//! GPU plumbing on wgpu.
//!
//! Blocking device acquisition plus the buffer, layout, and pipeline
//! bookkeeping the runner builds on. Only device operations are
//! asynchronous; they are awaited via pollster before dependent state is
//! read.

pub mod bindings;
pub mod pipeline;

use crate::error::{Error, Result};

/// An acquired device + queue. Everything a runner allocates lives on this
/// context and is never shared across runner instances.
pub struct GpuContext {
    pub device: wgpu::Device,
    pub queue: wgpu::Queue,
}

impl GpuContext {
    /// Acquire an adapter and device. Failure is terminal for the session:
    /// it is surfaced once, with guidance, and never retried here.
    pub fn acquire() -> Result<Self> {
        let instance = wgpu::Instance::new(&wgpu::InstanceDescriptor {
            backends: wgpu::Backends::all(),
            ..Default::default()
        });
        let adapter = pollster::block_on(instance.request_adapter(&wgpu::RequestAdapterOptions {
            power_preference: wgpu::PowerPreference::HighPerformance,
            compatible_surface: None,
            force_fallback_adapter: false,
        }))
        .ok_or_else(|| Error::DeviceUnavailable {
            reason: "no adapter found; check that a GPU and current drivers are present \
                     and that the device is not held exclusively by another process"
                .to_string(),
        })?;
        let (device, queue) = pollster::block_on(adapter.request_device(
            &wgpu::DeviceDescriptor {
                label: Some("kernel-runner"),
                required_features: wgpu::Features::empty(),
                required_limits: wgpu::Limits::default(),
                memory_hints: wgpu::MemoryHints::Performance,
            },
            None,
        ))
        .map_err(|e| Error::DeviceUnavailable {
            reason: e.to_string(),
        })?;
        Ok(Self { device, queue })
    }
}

....

Instructions to follow:
In the listing above, find the line containing "device operations are" and the line containing "pub fn acquire()". Output them and every line between, exactly, and nothing else.

Answer for the task:
//! bookkeeping the runner builds on. Only device operations are
//! asynchronous; they are awaited via pollster before dependent state is
//! read.

pub mod bindings;
pub mod pipeline;

use crate::error::{Error, Result};

/// An acquired device + queue. Everything a runner allocates lives on this
/// context and is never shared across runner instances.
pub struct GpuContext {
    pub device: wgpu::Device,
    pub queue: wgpu::Queue,
}

impl GpuContext {
    /// Acquire an adapter and device. Failure is terminal for the session:
    /// it is surfaced once, with guidance, and never retried here.
    pub fn acquire() -> Result<Self> {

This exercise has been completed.